Radical nephrectomy and thrombectomy can effectively improve the prognosis of the 4% to 10% of patients with renal cell carcinoma (RCC) who develop venous tumor thrombus (VTT), according to a study published in Frontiers in Oncology. “After complete removal of the tumor and tumor thrombus, a 5-year survival rate of more than 50% can be achieved, while the 5-year survival rate is only about 10% when the resection is incomplete,” wrote the study authors.

However, deep invasive tumor thrombus (DITT), in which the tumor thrombus invades the venous wall, can significantly increase surgery difficulty and requires partial or segmental inferior vena cava resection. IT remains unclear whether DITT leads to poor prognosis in patients with RCC and VTT, the study authors noted.


Deep Invasive Tumor Thrombus Significantly Increased Surgical Difficulty for Patients With Renal Cell Carcinoma & Venous Tumor Thrombus

For their study, investigators evaluated the impact of DITT on the surgical difficulty and prognosis of patients with RCC with VTT. They retrospectively reviewed clinical data of 138 patients with non-metastatic RCC combined with VTT who had surgical treatment from January 2015-June 2020. Patients were divided into a DITT group (M=84) and non-invasive tumor thrombus (NITT) group (N=54). The study team used Chi-square, t-test, and Mann–Whitney U tests for categorical and continuous variables, respectively, and Kaplan–Meier plots to evaluate the influence of DITT. They conducted univariable and multivariable Cox regressions to establish independent prognostic factors, which they then assembled to make a nomogram to predict survival.

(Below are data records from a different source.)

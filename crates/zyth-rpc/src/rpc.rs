// OPERATOR QUERY SURFACE
//
// Every method is a tagged variant with compile-time-checked fields; a body
// that does not parse into RpcRequest is rejected before any handler runs.
// Handlers only hold narrow capabilities: the ledger handle, the block
// store, and the transaction intake channel.

use serde::{Deserialize, Serialize};
use std::sync::Arc;
use tokio::sync::mpsc;
use tracing::{error, info};
use warp::{http::StatusCode, Filter, Rejection, Reply};

use zyth_consensus::pow_engine::{reward_for_height, TARGET_BLOCK_SECS};
use zyth_core::{Address, Transaction};
use zyth_economics::COMMITTEE_SHARE_BPS;
use zyth_ledger::{power, LedgerHandle};
use zyth_state::BlockStore;

/// Typed request envelope: one variant per method.
#[derive(Debug, Deserialize)]
#[serde(tag = "method", content = "params", rename_all = "snake_case")]
pub enum RpcRequest {
    StakingInfo,
    ValidatorStatus { address: String },
    SubmitTransaction { transaction: Transaction },
}

#[derive(Debug, Serialize)]
#[serde(rename_all = "camelCase")]
struct StakingInfoResponse {
    total_staked: u64,
    validator_count: usize,
    minimum_stake: u64,
    apy: f64,
}

#[derive(Debug, Serialize)]
#[serde(rename_all = "camelCase")]
struct ValidatorStatusResponse {
    is_validator: bool,
    staked_amount: u64,
    voting_power: f64,
    active: bool,
    jailed: bool,
}

#[derive(Debug, Serialize)]
#[serde(rename_all = "camelCase")]
struct SubmitTransactionResponse {
    tx_hash: String,
}

#[derive(Debug, Serialize)]
struct ErrorResponse {
    error: String,
}

/// Capabilities the handlers need; nothing more.
#[derive(Clone)]
pub struct RpcContext {
    pub ledger: LedgerHandle,
    pub store: Arc<dyn BlockStore>,
    pub tx_sink: mpsc::Sender<Transaction>,
}

/// Build the route tree: `GET /health` plus `POST /` with a typed body.
pub fn routes(
    context: RpcContext,
) -> impl Filter<Extract = (impl Reply,), Error = Rejection> + Clone {
    let health = warp::path("health")
        .and(warp::get())
        .map(|| warp::reply::json(&"Zytherion RPC is running"));

    let with_context = warp::any().map(move || context.clone());
    let rpc = warp::path::end()
        .and(warp::post())
        .and(warp::body::json())
        .and(with_context)
        .and_then(dispatch);

    health.or(rpc).recover(handle_rejection)
}

/// Serve the query surface on the given port until the process exits.
pub async fn serve(context: RpcContext, port: u16) {
    info!("RPC server listening on 0.0.0.0:{}", port);
    warp::serve(routes(context)).run(([0, 0, 0, 0], port)).await;
}

async fn dispatch(request: RpcRequest, context: RpcContext) -> Result<impl Reply, Rejection> {
    match request {
        RpcRequest::StakingInfo => staking_info(context).await,
        RpcRequest::ValidatorStatus { address } => validator_status(context, address).await,
        RpcRequest::SubmitTransaction { transaction } => {
            submit_transaction(context, transaction).await
        }
    }
}

async fn staking_info(context: RpcContext) -> Result<warp::reply::Response, Rejection> {
    match context.ledger.stats().await {
        Ok(stats) => {
            let height = context.store.tip_height().unwrap_or(0);
            let response = StakingInfoResponse {
                total_staked: stats.total_staked,
                validator_count: stats.validator_count,
                minimum_stake: stats.minimum_stake,
                apy: estimate_apy(height, stats.total_staked),
            };
            Ok(warp::reply::json(&response).into_response())
        }
        Err(e) => {
            error!("staking info query failed: {}", e);
            Ok(error_reply(StatusCode::SERVICE_UNAVAILABLE, &e.to_string()))
        }
    }
}

async fn validator_status(
    context: RpcContext,
    address: String,
) -> Result<warp::reply::Response, Rejection> {
    let address = Address::from_string(address);
    match context.ledger.get_validator(address).await {
        Ok(Some(account)) => {
            let response = ValidatorStatusResponse {
                is_validator: true,
                staked_amount: account.stake,
                voting_power: power(account.stake),
                active: account.active,
                jailed: account.jailed,
            };
            Ok(warp::reply::json(&response).into_response())
        }
        Ok(None) => {
            let response = ValidatorStatusResponse {
                is_validator: false,
                staked_amount: 0,
                voting_power: 0.0,
                active: false,
                jailed: false,
            };
            Ok(warp::reply::json(&response).into_response())
        }
        Err(e) => {
            error!("validator status query failed: {}", e);
            Ok(error_reply(StatusCode::SERVICE_UNAVAILABLE, &e.to_string()))
        }
    }
}

async fn submit_transaction(
    context: RpcContext,
    transaction: Transaction,
) -> Result<warp::reply::Response, Rejection> {
    if transaction.signature.is_empty() {
        return Ok(error_reply(
            StatusCode::BAD_REQUEST,
            "transaction is not signed",
        ));
    }

    let tx_hash = transaction.hash();
    match context.tx_sink.send(transaction).await {
        Ok(()) => {
            info!("accepted transaction {}", tx_hash);
            Ok(warp::reply::json(&SubmitTransactionResponse { tx_hash }).into_response())
        }
        Err(_) => Ok(error_reply(
            StatusCode::SERVICE_UNAVAILABLE,
            "transaction intake is closed",
        )),
    }
}

/// Annualized committee-share yield at the current height, as a percentage
/// of total stake. Derived per query, never stored.
fn estimate_apy(height: u64, total_staked: u64) -> f64 {
    if total_staked == 0 {
        return 0.0;
    }
    let blocks_per_year = 365 * 24 * 3600 / TARGET_BLOCK_SECS;
    let committee_per_block = reward_for_height(height) * COMMITTEE_SHARE_BPS / 10_000;
    (committee_per_block as f64 * blocks_per_year as f64) / total_staked as f64 * 100.0
}

fn error_reply(status: StatusCode, message: &str) -> warp::reply::Response {
    warp::reply::with_status(
        warp::reply::json(&ErrorResponse {
            error: message.to_string(),
        }),
        status,
    )
    .into_response()
}

async fn handle_rejection(rejection: Rejection) -> Result<impl Reply, Rejection> {
    if rejection.is_not_found() {
        return Ok(error_reply(StatusCode::NOT_FOUND, "not found"));
    }
    if rejection.find::<warp::body::BodyDeserializeError>().is_some() {
        // malformed shapes never reach a handler
        return Ok(error_reply(
            StatusCode::BAD_REQUEST,
            "request does not match any method signature",
        ));
    }
    Err(rejection)
}

#[cfg(test)]
mod tests {
    use super::*;
    use zyth_core::KeyPair;
    use zyth_ledger::{spawn_ledger, StakeLedger, MINIMUM_VALIDATOR_STAKE};
    use zyth_state::MemoryStore;

    fn addr(tag: u8) -> Address {
        Address::from_string(format!("ZYTH_V{:039}", tag))
    }

    async fn context_with_stake() -> (RpcContext, mpsc::Receiver<Transaction>) {
        let (ledger, _task) = spawn_ledger(StakeLedger::new());
        ledger
            .stake(addr(1), 4 * MINIMUM_VALIDATOR_STAKE, 100, 0)
            .await
            .unwrap();
        let (tx_sink, tx_rx) = mpsc::channel(16);
        (
            RpcContext {
                ledger,
                store: Arc::new(MemoryStore::new()),
                tx_sink,
            },
            tx_rx,
        )
    }

    #[tokio::test]
    async fn test_staking_info_method() {
        let (context, _rx) = context_with_stake().await;
        let response = warp::test::request()
            .method("POST")
            .path("/")
            .json(&serde_json::json!({ "method": "staking_info" }))
            .reply(&routes(context))
            .await;

        assert_eq!(response.status(), StatusCode::OK);
        let body: serde_json::Value = serde_json::from_slice(response.body()).unwrap();
        assert_eq!(body["totalStaked"], 4 * MINIMUM_VALIDATOR_STAKE);
        assert_eq!(body["validatorCount"], 1);
        assert_eq!(body["minimumStake"], MINIMUM_VALIDATOR_STAKE);
        assert!(body["apy"].as_f64().unwrap() > 0.0);
    }

    #[tokio::test]
    async fn test_validator_status_known_and_unknown() {
        let (context, _rx) = context_with_stake().await;
        let filter = routes(context);

        let known = warp::test::request()
            .method("POST")
            .path("/")
            .json(&serde_json::json!({
                "method": "validator_status",
                "params": { "address": addr(1).as_str() }
            }))
            .reply(&filter)
            .await;
        let body: serde_json::Value = serde_json::from_slice(known.body()).unwrap();
        assert_eq!(body["isValidator"], true);
        assert_eq!(body["stakedAmount"], 4 * MINIMUM_VALIDATOR_STAKE);
        assert!(body["votingPower"].as_f64().unwrap() > 0.0);

        let unknown = warp::test::request()
            .method("POST")
            .path("/")
            .json(&serde_json::json!({
                "method": "validator_status",
                "params": { "address": "ZYTH_NOBODY" }
            }))
            .reply(&filter)
            .await;
        let body: serde_json::Value = serde_json::from_slice(unknown.body()).unwrap();
        assert_eq!(body["isValidator"], false);
    }

    #[tokio::test]
    async fn test_submit_transaction_reaches_intake() {
        let (context, mut rx) = context_with_stake().await;
        let keypair = KeyPair::from_seed(&[4u8; 32]).unwrap();
        let mut transaction = Transaction {
            from: keypair.address(),
            to: addr(1),
            amount: 1_000,
            fee: 10,
            nonce: 0,
            signature: vec![],
            timestamp: 1_700_000_000,
            data: None,
        };
        transaction.signature = keypair.sign(&transaction.signing_payload());
        let expected_hash = transaction.hash();

        let response = warp::test::request()
            .method("POST")
            .path("/")
            .json(&serde_json::json!({
                "method": "submit_transaction",
                "params": { "transaction": transaction }
            }))
            .reply(&routes(context))
            .await;

        assert_eq!(response.status(), StatusCode::OK);
        let body: serde_json::Value = serde_json::from_slice(response.body()).unwrap();
        assert_eq!(body["txHash"], expected_hash);
        assert_eq!(rx.recv().await.unwrap().hash(), expected_hash);
    }

    #[tokio::test]
    async fn test_unsigned_transaction_rejected() {
        let (context, _rx) = context_with_stake().await;
        let transaction = Transaction {
            from: addr(1),
            to: addr(2),
            amount: 1,
            fee: 0,
            nonce: 0,
            signature: vec![],
            timestamp: 0,
            data: None,
        };
        let response = warp::test::request()
            .method("POST")
            .path("/")
            .json(&serde_json::json!({
                "method": "submit_transaction",
                "params": { "transaction": transaction }
            }))
            .reply(&routes(context))
            .await;
        assert_eq!(response.status(), StatusCode::BAD_REQUEST);
    }

    #[tokio::test]
    async fn test_malformed_shape_rejected_before_handlers() {
        let (context, _rx) = context_with_stake().await;
        let response = warp::test::request()
            .method("POST")
            .path("/")
            .json(&serde_json::json!({ "method": "no_such_method", "params": [1, 2, 3] }))
            .reply(&routes(context))
            .await;
        assert_eq!(response.status(), StatusCode::BAD_REQUEST);
    }

    #[tokio::test]
    async fn test_health_endpoint() {
        let (context, _rx) = context_with_stake().await;
        let response = warp::test::request()
            .method("GET")
            .path("/health")
            .reply(&routes(context))
            .await;
        assert_eq!(response.status(), StatusCode::OK);
    }
}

DITT significantly increased surgical difficulty for patients with RCC and VTT. This resulted in more surgical bleeding, longer operation time, longer postoperative hospital stay, higher proportion of perioperative blood transfusion, higher proportion of open surgery, and a higher proportion of postoperative complications.

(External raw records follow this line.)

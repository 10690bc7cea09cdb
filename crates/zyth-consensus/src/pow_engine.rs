// PROOF-OF-WORK ENGINE
//
// INVARIANTS:
// 1. Mining is a bounded nonce search: hash(header) < target(difficulty),
//    failing with NoSolutionFound once the attempt budget is exhausted.
// 2. Difficulty retargets every 2016 blocks, scaled by the window timing
//    ratio and clamped to [0.25x, 4x]. Deterministic given the same window.
// 3. The reward schedule is monotone non-increasing: 5 ZYTH base, reduced
//    by 10% every 210,000 blocks.

use log::{debug, info};

use zyth_core::{Address, Block, Transaction, MICRO_PER_ZYTH};

use crate::error::ConsensusError;

/// Difficulty retarget interval, in blocks.
pub const RETARGET_WINDOW: u64 = 2_016;

/// Target spacing between blocks, seconds.
pub const TARGET_BLOCK_SECS: u64 = 15;

/// Retarget factor bounds, preventing oscillation on outlier windows.
pub const MIN_ADJUST_FACTOR: f64 = 0.25;
pub const MAX_ADJUST_FACTOR: f64 = 4.0;

/// Base block reward: 5 ZYTH in micro-ZYTH.
pub const REWARD_BASE: u64 = 5 * MICRO_PER_ZYTH;

/// Blocks between reward reductions.
pub const REWARD_REDUCTION_INTERVAL: u64 = 210_000;

pub struct PowEngine {
    /// Nonce attempts per proposal before giving up.
    max_attempts: u64,
}

impl PowEngine {
    pub fn new(max_attempts: u64) -> Self {
        Self { max_attempts }
    }

    /// Assemble and mine a candidate block on top of `previous`.
    ///
    /// On NoSolutionFound the caller retries with an updated timestamp,
    /// which re-seeds the search space.
    pub fn propose_block(
        &self,
        previous: &Block,
        payload: Vec<Transaction>,
        proposer: Address,
        difficulty: u64,
        now: u64,
    ) -> Result<Block, ConsensusError> {
        let mut block = Block::new(
            previous.hash.clone(),
            payload,
            difficulty,
            previous.header.height + 1,
            proposer,
            now,
        );

        for nonce in 0..self.max_attempts {
            block.header.nonce = nonce;
            let hash = block.compute_hash();
            if hash_meets_target(&hash, difficulty) {
                block.hash = hash;
                info!(
                    "mined block {} at difficulty {} with nonce {}",
                    block.header.height, difficulty, nonce
                );
                return Ok(block);
            }
        }

        debug!(
            "nonce search exhausted for height {} at difficulty {}",
            block.header.height, difficulty
        );
        Err(ConsensusError::NoSolutionFound {
            attempts: self.max_attempts,
            difficulty,
        })
    }

    /// Verify an inbound block's proof of work and hash integrity.
    pub fn verify_pow(&self, block: &Block) -> Result<(), ConsensusError> {
        let height = block.header.height;
        if block.hash != block.compute_hash() {
            return Err(ConsensusError::InvalidBlock {
                height,
                reason: "hash does not match header".to_string(),
            });
        }
        if !hash_meets_target(&block.hash, block.header.difficulty) {
            return Err(ConsensusError::InvalidBlock {
                height,
                reason: format!(
                    "hash does not meet difficulty target {}",
                    block.header.difficulty
                ),
            });
        }
        Ok(())
    }
}

/// Check a hex hash against the difficulty target. The target is the
/// maximum 128-bit prefix divided by difficulty, so doubling difficulty
/// halves the acceptable hash space.
pub fn hash_meets_target(hash_hex: &str, difficulty: u64) -> bool {
    if hash_hex.len() < 32 {
        return false;
    }
    let prefix = match u128::from_str_radix(&hash_hex[..32], 16) {
        Ok(value) => value,
        Err(_) => return false,
    };
    prefix <= u128::MAX / difficulty.max(1) as u128
}

/// Retarget: called at each 2016-block boundary with the elapsed wall time
/// of the completed window. Returns the new difficulty, never below 1.
pub fn adjust_difficulty(current: u64, actual_window_secs: u64) -> u64 {
    let expected = (RETARGET_WINDOW * TARGET_BLOCK_SECS) as f64;
    // Longer-than-expected window means blocks came slow: lower difficulty.
    let raw_factor = if actual_window_secs == 0 {
        MAX_ADJUST_FACTOR
    } else {
        expected / actual_window_secs as f64
    };
    let factor = raw_factor.clamp(MIN_ADJUST_FACTOR, MAX_ADJUST_FACTOR);
    let next = (current as f64 * factor).round() as u64;
    let next = next.max(1);
    if next != current {
        info!(
            "difficulty retarget: {} -> {} (window {}s, factor {:.3})",
            current, next, actual_window_secs, factor
        );
    }
    next
}

/// True at every retarget boundary after genesis.
pub fn should_retarget(height: u64) -> bool {
    height > 0 && height % RETARGET_WINDOW == 0
}

/// Block reward for a height: 5 ZYTH reduced by 10% every 210,000 blocks.
/// Integer arithmetic (x * 9 / 10 per step) so replay is exact.
pub fn reward_for_height(height: u64) -> u64 {
    let reductions = height / REWARD_REDUCTION_INTERVAL;
    let mut amount = REWARD_BASE;
    for _ in 0..reductions {
        if amount == 0 {
            break;
        }
        amount = amount * 9 / 10;
    }
    amount
}

#[cfg(test)]
mod tests {
    use super::*;

    fn genesis() -> Block {
        Block::new(
            "0".repeat(64),
            vec![],
            1,
            0,
            Address::from_string("ZYTH_GENESIS_00000000000000000000".to_string()),
            1_700_000_000,
        )
    }

    fn miner() -> Address {
        Address::from_string("ZYTH_MINER_0000000000000000000000000000".to_string())
    }

    #[test]
    fn test_mine_block_at_low_difficulty() {
        let engine = PowEngine::new(100_000);
        let previous = genesis();
        let block = engine
            .propose_block(&previous, vec![], miner(), 4, 1_700_000_100)
            .unwrap();

        assert_eq!(block.header.height, 1);
        assert_eq!(block.header.previous_hash, previous.hash);
        assert!(hash_meets_target(&block.hash, 4));
        assert!(engine.verify_pow(&block).is_ok());
    }

    #[test]
    fn test_no_solution_when_budget_exhausted() {
        // One attempt against an astronomically hard target.
        let engine = PowEngine::new(1);
        let result = engine.propose_block(&genesis(), vec![], miner(), u64::MAX, 1_700_000_100);
        assert!(matches!(
            result,
            Err(ConsensusError::NoSolutionFound { attempts: 1, .. })
        ));
    }

    #[test]
    fn test_verify_rejects_tampered_nonce() {
        let engine = PowEngine::new(100_000);
        let mut block = engine
            .propose_block(&genesis(), vec![], miner(), 4, 1_700_000_100)
            .unwrap();
        block.header.nonce += 1;
        assert!(matches!(
            engine.verify_pow(&block),
            Err(ConsensusError::InvalidBlock { .. })
        ));
    }

    #[test]
    fn test_retarget_is_deterministic() {
        let a = adjust_difficulty(1_000, 40_000);
        let b = adjust_difficulty(1_000, 40_000);
        assert_eq!(a, b);
    }

    #[test]
    fn test_retarget_direction() {
        let expected = RETARGET_WINDOW * TARGET_BLOCK_SECS;
        // slow window -> difficulty drops
        assert!(adjust_difficulty(1_000, expected * 2) < 1_000);
        // fast window -> difficulty rises
        assert!(adjust_difficulty(1_000, expected / 2) > 1_000);
        // on-target window -> unchanged
        assert_eq!(adjust_difficulty(1_000, expected), 1_000);
    }

    #[test]
    fn test_retarget_clamp_bounds() {
        let expected = RETARGET_WINDOW * TARGET_BLOCK_SECS;
        // 100x too slow is clamped to 0.25x
        assert_eq!(adjust_difficulty(1_000, expected * 100), 250);
        // 100x too fast is clamped to 4x
        assert_eq!(adjust_difficulty(1_000, expected / 100), 4_000);
        // zero-length window hits the upper clamp, not a division error
        assert_eq!(adjust_difficulty(1_000, 0), 4_000);
    }

    #[test]
    fn test_difficulty_floor() {
        assert_eq!(adjust_difficulty(1, RETARGET_WINDOW * TARGET_BLOCK_SECS * 100), 1);
    }

    #[test]
    fn test_should_retarget_boundaries() {
        assert!(!should_retarget(0));
        assert!(!should_retarget(2_015));
        assert!(should_retarget(2_016));
        assert!(should_retarget(4_032));
    }

    #[test]
    fn test_reward_schedule_boundary() {
        // 5.0 ZYTH before the first reduction, 4.5 ZYTH at it
        assert_eq!(reward_for_height(0), 5_000_000);
        assert_eq!(reward_for_height(209_999), 5_000_000);
        assert_eq!(reward_for_height(210_000), 4_500_000);
        assert_eq!(reward_for_height(420_000), 4_050_000);
    }

    #[test]
    fn test_reward_monotone_non_increasing() {
        let mut last = reward_for_height(0);
        for step in 1..50 {
            let reward = reward_for_height(step * REWARD_REDUCTION_INTERVAL);
            assert!(reward <= last);
            last = reward;
        }
    }
}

Deep Invasive Tumor Thrombus an Independent Risk Factor for Worse Prognosis

DITT (HR=2.781) was an independent risk factor for worse prognosis, with sarcoma-like differentiation, tumor thrombus invasion, low hemoglobin, and pathological type found to be independent prognostic factors. Combining all these factors, the nomogram showed powerful prognostic ability with a C-index of 78.8%.

“[DITT] significantly increased the difficulty of surgeries for patients with renal cell carcinoma with venous tumor thrombus, and may lead to poor prognosis,” the study authors wrote.